Sono circa 80.000 i casi attuali di demenza in Veneto e in futuro aumenteranno, trattandosi di una patologia strettamente legata all’invecchiamento della popolazione”, dichiara lo psichiatra Claudio Vampini, Presidente Sezione Triveneto dell’Associazione Italiana Psicogeriatria, Responsabile del 2° Servizio Psichiatrico di Diagnosi e Cura (SPDC) dell’Ospedale Civile Maggiore di Verona e Docente presso l’Università di Verona. “Da qui si comprende l’importanza del corso formativo che organizzeremo nei prossimi giorni a Verona.
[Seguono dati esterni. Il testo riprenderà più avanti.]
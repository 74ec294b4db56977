use crate::camera::{CameraBackend, FacingMode, FrameStream};
use crate::common::config::{CameraConfig, AUTO_DETECT_DEVICE};
use crate::common::{GymAuthError, Result};
use v4l::buffer::Type;
use v4l::io::traits::CaptureStream;
use v4l::video::Capture;
use v4l::{Device, FourCC};
use image::{DynamicImage, ImageBuffer, ImageFormat, Luma};
use std::fs;
use std::time::Duration;

#[derive(Debug, Clone)]
pub struct CameraInfo {
    pub index: u32,
    pub name: String,
    pub features: Vec<String>,
    pub likely_ir: bool,
}

/// Indices of all `/dev/videoN` nodes, sorted.
fn video_indices() -> Result<Vec<u32>> {
    let mut indices: Vec<u32> = fs::read_dir("/dev")?
        .filter_map(|entry| entry.ok())
        .filter_map(|entry| {
            entry.file_name()
                .to_str()
                .and_then(|name| name.strip_prefix("video"))
                .and_then(|index| index.parse::<u32>().ok())
        })
        .collect();
    indices.sort_unstable();
    Ok(indices)
}

fn is_grayscale(fourcc: &FourCC) -> bool {
    matches!(&fourcc.repr, b"GREY" | b"Y8  " | b"Y16 ")
}

/// List all available cameras with their capabilities
pub fn list_all_cameras() -> Result<Vec<CameraInfo>> {
    let mut cameras = Vec::new();

    for index in video_indices()? {
        let Ok(device) = Device::new(index as usize) else { continue };
        let Ok(caps) = device.query_caps() else { continue };

        let mut features = Vec::new();
        let mut likely_ir = false;

        if caps.capabilities.contains(v4l::capability::Flags::VIDEO_CAPTURE) {
            features.push("VIDEO_CAPTURE".to_string());
        } else if caps.capabilities.contains(v4l::capability::Flags::META_CAPTURE) {
            features.push("METADATA_CAPTURE".to_string());
        }

        for fmt in device.enum_formats().unwrap_or_default() {
            let name = fmt.fourcc.str().unwrap_or("UNKNOWN").to_string();
            if is_grayscale(&fmt.fourcc) {
                features.push(format!("Grayscale ({})", name));
                likely_ir = true;
            } else if name == "MJPG" || name == "YUYV" {
                features.push(format!("Color ({})", name));
            }
        }

        if caps.card.contains("IR") || caps.card.contains("Infrared") {
            likely_ir = true;
        }

        cameras.push(CameraInfo { index, name: caps.card.clone(), features, likely_ir });
    }

    Ok(cameras)
}

/// Picks a capture device, preferring grayscale (IR) cameras. Falls back to
/// device 0 when nothing better is found.
pub fn detect_ir_camera() -> Result<u32> {
    let mut best: Option<(u32, String, u32)> = None;

    for camera in list_all_cameras()? {
        if !camera.features.iter().any(|f| f == "VIDEO_CAPTURE") {
            continue;
        }
        let priority = if camera.features.iter().any(|f| f.starts_with("Grayscale")) {
            100
        } else if camera.likely_ir {
            50
        } else {
            10
        };
        if best.as_ref().map_or(true, |(_, _, p)| priority > *p) {
            best = Some((camera.index, camera.name, priority));
        }
    }

    match best {
        Some((index, name, _)) => {
            tracing::info!("Selected camera: /dev/video{} ({})", index, name);
            Ok(index)
        }
        None => {
            tracing::warn!("No capture camera detected, falling back to /dev/video0");
            Ok(0)
        }
    }
}

/// Linux cameras through Video4Linux2.
pub struct V4l2Backend {
    config: CameraConfig,
}

impl V4l2Backend {
    pub fn new(config: &CameraConfig) -> Self {
        Self { config: config.clone() }
    }

    fn device_index(&self, facing: FacingMode) -> Result<u32> {
        match facing {
            FacingMode::User if self.config.device_index == AUTO_DETECT_DEVICE => detect_ir_camera(),
            FacingMode::User => Ok(self.config.device_index),
            FacingMode::Environment => self.config.rear_device_index.ok_or_else(|| {
                GymAuthError::Capture("No rear-facing camera configured".into())
            }),
        }
    }
}

impl CameraBackend for V4l2Backend {
    fn open(&mut self, facing: FacingMode) -> Result<Box<dyn FrameStream>> {
        let index = self.device_index(facing)?;
        tracing::info!("Opening camera device {}...", index);

        let device = Device::new(index as usize)
            .map_err(|e| GymAuthError::Capture(format!("Failed to open camera {}: {}", index, e)))?;

        let caps = device.query_caps()
            .map_err(|e| GymAuthError::Capture(format!("Failed to query capabilities: {}", e)))?;
        if !caps.capabilities.contains(v4l::capability::Flags::VIDEO_CAPTURE) {
            tracing::warn!("Device {} may not support standard video capture", index);
        }

        let mut fmt = device.format()
            .map_err(|e| GymAuthError::Capture(format!("Failed to get format: {}", e)))?;

        fmt.width = self.config.width;
        fmt.height = self.config.height;
        // Keep grayscale for IR cameras, otherwise ask for MJPG
        if !is_grayscale(&fmt.fourcc) {
            fmt.fourcc = FourCC::new(b"MJPG");
        }

        if let Err(e) = device.set_format(&fmt) {
            tracing::warn!("Could not set exact format: {}. Using device defaults.", e);
        }

        let format = device.format()
            .map_err(|e| GymAuthError::Capture(format!("Failed to get final format: {}", e)))?;

        if format.width != self.config.width || format.height != self.config.height {
            tracing::warn!("Camera resolution {}x{} differs from requested {}x{}",
                           format.width, format.height, self.config.width, self.config.height);
        }
        tracing::debug!("Camera format: {}x{} {}", format.width, format.height,
                        format.fourcc.str().unwrap_or("UNKNOWN"));

        Ok(Box::new(V4l2Stream {
            device: Some(device),
            format,
            warmup_frames: self.config.warmup_frames,
            warmup_delay: Duration::from_millis(self.config.warmup_delay_ms),
            warmed_up: false,
        }))
    }
}

struct V4l2Stream {
    device: Option<Device>,
    format: v4l::Format,
    warmup_frames: u32,
    warmup_delay: Duration,
    warmed_up: bool,
}

impl FrameStream for V4l2Stream {
    fn next_frame(&mut self) -> Result<DynamicImage> {
        let device = self.device.as_mut()
            .ok_or_else(|| GymAuthError::Capture("Camera stopped".into()))?;

        let mut stream = v4l::io::mmap::Stream::with_buffers(device, Type::VideoCapture, 4)
            .map_err(|e| GymAuthError::Capture(format!("Failed to create stream: {}", e)))?;

        // IR emitters need a few frames before the image settles
        if !self.warmed_up {
            for i in 0..self.warmup_frames {
                stream.next()
                    .map_err(|e| GymAuthError::Capture(format!("Failed to capture warmup frame {}: {}", i, e)))?;
                std::thread::sleep(self.warmup_delay);
            }
            self.warmed_up = true;
        }

        let (buf, _meta) = stream.next()
            .map_err(|e| GymAuthError::Capture(format!("Failed to capture: {}", e)))?;

        decode_frame(buf, &self.format)
    }

    fn stop(&mut self) {
        if self.device.take().is_some() {
            tracing::debug!("V4L2 device closed");
        }
    }
}

fn decode_frame(data: &[u8], format: &v4l::Format) -> Result<DynamicImage> {
    let (width, height) = (format.width, format.height);
    match &format.fourcc.repr {
        b"GREY" | b"Y8  " => {
            let pixels = data.get(..(width * height) as usize)
                .ok_or_else(|| GymAuthError::Capture("Short grayscale frame".into()))?;
            let buffer = ImageBuffer::<Luma<u8>, _>::from_raw(width, height, pixels.to_vec())
                .ok_or_else(|| GymAuthError::Capture("Failed to create grayscale image buffer".into()))?;
            Ok(DynamicImage::ImageLuma8(buffer))
        }
        b"YUYV" => {
            // Luma only: every other byte of a YUYV row is a Y sample
            let luma: Vec<u8> = data.iter().step_by(2).take((width * height) as usize).copied().collect();
            let buffer = ImageBuffer::<Luma<u8>, _>::from_raw(width, height, luma)
                .ok_or_else(|| GymAuthError::Capture("Short YUYV frame".into()))?;
            Ok(DynamicImage::ImageLuma8(buffer))
        }
        b"MJPG" => Ok(image::load_from_memory_with_format(data, ImageFormat::Jpeg)?),
        other => Err(GymAuthError::Capture(format!(
            "Unsupported pixel format {}", String::from_utf8_lossy(other)
        ))),
    }
}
Il nostro obiettivo è diffondere la conoscenza del Piano Nazionale Demenze sul territorio e far sì che i Medici di famiglia siano pienamente consci del loro compito fondamentale nelle fasi di diagnosi precoce, gestione globale e trattamento a lungo termine dei pazienti con demenza, non solo sul fronte dei sintomi cognitivi ma anche dei frequenti disturbi comportamentali, come deliri, depressione, agitazione e aggressività”.

Ma quali specifiche problematiche occorre affrontare in Veneto, nell’assistenza ai malati e alle loro famiglie? “Il Veneto è stata una delle prime Regioni italiane a recepire formalmente il Piano Nazionale Demenze e avviare un programma di iniziative per migliorare la presa in carico e la cura di questi pazienti”, prosegue Vampini. “Il primo provvedimento è stato approvato dalla Giunta Regionale con la DGR 653 del 28 aprile 2015. La nostra Rete per l’Alzheimer e le demenze ha un potenziale bacino di utenza di 90.000 persone. Prima di entrare in una struttura residenziale extraospedaliera, il paziente è seguito dai Centri per Disturbi Cognitivi e Demenze (CDCD), dove operano specialisti neurologi, geriatri, psicologi e infermieri. Vi è tuttavia una notevole disparità nella composizione dei team multidisciplinari: solo in 14 Centri su 42 si trovano tutte le figure professionali previste. Inoltre, nel clima diffuso di restrizione di risorse, alcune figure di supporto spesso sono precarie e non vi è turnover di personale. Va da sé che le prestazioni erogate dalla rete assistenziale risentano, a livello quantitativo e qualitativo, di queste difformità e carenze; ciò rappresenta probabilmente il nodo più importante da risolvere”.